Esse espírito de liberdade e a verdade do satori vão se desenvolvendo cada vez mais e exercem influência sobre os outros. E as pessoas que vivem ao lado de quem já recebeu essa influência também são beneficiadas.
É preciso praticar o zazen sem objetivo, sem consciência pessoal, tranquilamente.
Não se deve distinguir o satori da prática do zazen, como se costuma fazer, porque a prática do zazen já é satori.
Se temos consciência do satori, esse não é o verdadeiro satori.
Mesmo uma só pessoa que pratica o zazen tem influência sobre as circunstâncias e promove a verdadeira paz e a verdadeira liberdade interior em todas as pessoas.
Se soubermos guardar o estado de concentração mental obtido pela prática do zazen em todas as ações da vida cotidiana, adquirimos a paz interior e uma mente livre. Então, acharemos que a vida vale a pena ser vivida.
A prática do zazen é, em si mesma, um método completo e o caminho mais curto para a verdade. A atitude mental indispensável durante a prática do zazen é o abandono completo do Eu e a ausência de todo objetivo utilitário para si. É assim que podemos entrar em harmonia com o Universo.
O Universo inteiro é o seu corpo. Assim, com seu corpo você pode praticar o zazen. Seu corpo é o Universo.
A seguir, veremos como o verdadeiro zazen deve ser praticado, descrevendo suas práticas em um templo zen.
Deve-se chegar dez minutos antes da sessão.

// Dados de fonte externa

use serde::{Deserialize, Serialize};

use super::UserRecord;
use crate::RoomId;

/// `GET /room/{id}.json` -> `{"room": {...}}`
#[derive(Debug, Clone, PartialEq, Deserialize, Serialize)]
pub struct RoomEnvelope {
    pub room: RoomAttributes,
}

/// Full representation of a room, the source of every cached attribute
#[derive(Debug, Clone, PartialEq, Deserialize, Serialize)]
pub struct RoomAttributes {
    pub id: RoomId,
    pub name: String,
    pub topic: Option<String>,
    pub full: bool,
    /// Absent or null when guest access was never configured
    #[serde(default)]
    pub open_to_guests: Option<bool>,
    pub active_token_value: Option<String>,
    pub membership_limit: Option<u32>,
    pub users: Vec<UserRecord>,
}

/// Entry of the room listings, which carry no roster
#[derive(Debug, Clone, PartialEq, Deserialize, Serialize)]
pub struct RoomSummary {
    pub id: RoomId,
    pub name: String,
    pub topic: Option<String>,
    pub membership_limit: Option<u32>,
}

/// `GET /rooms.json` and `GET /presence.json` -> `{"rooms": [...]}`
#[derive(Debug, Clone, PartialEq, Deserialize, Serialize)]
pub struct RoomsEnvelope {
    pub rooms: Vec<RoomSummary>,
}
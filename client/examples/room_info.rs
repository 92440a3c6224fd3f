use anyhow::{Context, Result};
use campfire_client::{Campfire, ConnectionOptions, RoomId};
use tracing_subscriber::EnvFilter;

#[tokio::main]
async fn main() -> Result<()> {
    tracing_subscriber::fmt()
        .with_env_filter(EnvFilter::from_default_env())
        .init();

    let room_id: RoomId = std::env::var("CAMPFIRE_ROOM")
        .context("Set CAMPFIRE_ROOM to a room id")?
        .parse()?;

    let campfire = Campfire::connect(&ConnectionOptions::from_env()?)?;
    let mut room = campfire.room(room_id);

    println!("Topic: {}", room.topic().await?.unwrap_or_default());
    println!("Name: {}", room.name().unwrap_or("?"));
    println!("Full: {}", room.full().await?);

    match room.guest_url().await? {
        Some(url) => println!("Guest URL: {}", url),
        None => println!("Guest access disabled"),
    }

    for user in room.users().await? {
        println!("  {} ({})", user.name, user.id);
    }

    let today = chrono::Local::now().date_naive();
    match room.transcript(today).await {
        Ok(entries) => {
            for entry in entries {
                println!(
                    "[{}] {}: {}",
                    entry.timestamp.format("%H:%M"),
                    entry.user_id.map(|id| id.to_string()).unwrap_or_default(),
                    entry.message.unwrap_or_default()
                );
            }
        }
        Err(e) => println!("No transcript for {}: {}", today, e),
    }

    Ok(())
}
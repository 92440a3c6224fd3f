//! Async client for the Campfire group chat API.
//!
//! ```ignore
//! use campfire_client::{Campfire, ConnectionOptions, RoomId};
//!
//! let campfire = Campfire::connect(&ConnectionOptions::from_env()?)?;
//! let mut room = campfire.room(RoomId(80749));
//!
//! room.join().await?;
//! room.speak("Hello!").await?;
//! println!("topic: {:?}", room.topic().await?);
//! ```

pub mod connection;
pub mod room;

#[cfg(test)]
mod testing;

use std::sync::Arc;

use anyhow::{Context, Result};
use campfire_protocol::client::{me_path, presence_path, rooms_path};
use campfire_protocol::{RoomsEnvelope, UserEnvelope};

pub use campfire_protocol::{
    MessageKind, RoomId, RoomUpdate, TranscriptEntry, Upload, User, UserId, UserRecord,
};
pub use connection::{Connection, ConnectionOptions, HttpConnection, TransportError, UploadBody};
pub use room::{DEFAULT_FILES_COUNT, Room};

use connection::decode;

/// Entry point for one Campfire account
pub struct Campfire<C = HttpConnection> {
    connection: Arc<C>,
}

impl Campfire<HttpConnection> {
    /// Build an HTTP connection from `options`. Nothing is requested yet.
    pub fn connect(options: &ConnectionOptions) -> Result<Self> {
        let connection = HttpConnection::new(options)?;
        Ok(Self::with_connection(Arc::new(connection)))
    }
}

impl<C: Connection> Campfire<C> {
    pub fn with_connection(connection: Arc<C>) -> Self {
        Self { connection }
    }

    pub fn connection(&self) -> &Arc<C> {
        &self.connection
    }

    /// An unloaded room handle, without any request
    pub fn room(&self, id: RoomId) -> Room<C> {
        Room::new(self.connection.clone(), id)
    }

    /// Every room visible to the account
    pub async fn rooms(&self) -> Result<Vec<Room<C>>> {
        self.list_rooms(rooms_path()).await
    }

    pub async fn find_room_by_id(&self, id: RoomId) -> Result<Option<Room<C>>> {
        Ok(self.rooms().await?.into_iter().find(|room| room.id() == id))
    }

    pub async fn find_room_by_name(&self, name: &str) -> Result<Option<Room<C>>> {
        Ok(self
            .rooms()
            .await?
            .into_iter()
            .find(|room| room.name() == Some(name)))
    }

    /// Rooms the authenticated user is currently in
    pub async fn presence(&self) -> Result<Vec<Room<C>>> {
        self.list_rooms(presence_path()).await
    }

    /// The user the API token belongs to
    pub async fn me(&self) -> Result<User> {
        let path = me_path();
        let envelope: UserEnvelope = decode(self.connection.get(path).await?, path)?;
        let record = envelope.user.context("Service returned no authenticated user")?;
        Ok(User::from_record(&record)?)
    }

    async fn list_rooms(&self, path: &str) -> Result<Vec<Room<C>>> {
        tracing::debug!(path, "Listing rooms");
        let envelope: RoomsEnvelope = decode(self.connection.get(path).await?, path)?;

        Ok(envelope
            .rooms
            .into_iter()
            .map(|summary| Room::with_name(self.connection.clone(), summary.id, summary.name))
            .collect())
    }
}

Não é aconselhável estar com o estômago cheio. Não é aconselhável estar com o estômago vazio. Evitar roupas muito apertadas. Tirar os sapatos antes de entrar no zendo (sala de meditação). Três pancadas num tambor de madeira indicam o início da sessão. No zendo, entra-se com o pé esquerdo após inclinar levemente a cabeça, tendo as mãos juntas pouco abaixo do peito. Dirigir-se depois para o assento, ao qual se faz uma reverência com as mãos postas (gassho). Dar meia-volta, da esquerda para a direita e fazer novamente o gassho. Para os ocidentais que não se sentam na posição de lótus (pernas cruzadas), é esta a postura correta: apoiar os dois pés no chão, as costas retas, as pernas meio abertas, permanecer imóvel com os olhos entreabertos olhando para a frente numa inclinação de 45 graus. Manter as costas da mão esquerda sobre a palma da mão direita e os polegares se tocando levemente. Boca fechada e dentes cerrados, impedindo a penetração do ar. Respirar pelo nariz. Cabeça erguida normalmente, sem levantar o queixo. As linhas que passam pela orelha e ombro, nariz e umbigo, devem cair perpendiculares sobre o assento. Os ombros devem ser levados para trás e a parte baixa da coluna para frente, de maneira que o corpo fique bem ereto. Não deve inclinar para a direita, nem para a esquerda. Para frente, nem para trás.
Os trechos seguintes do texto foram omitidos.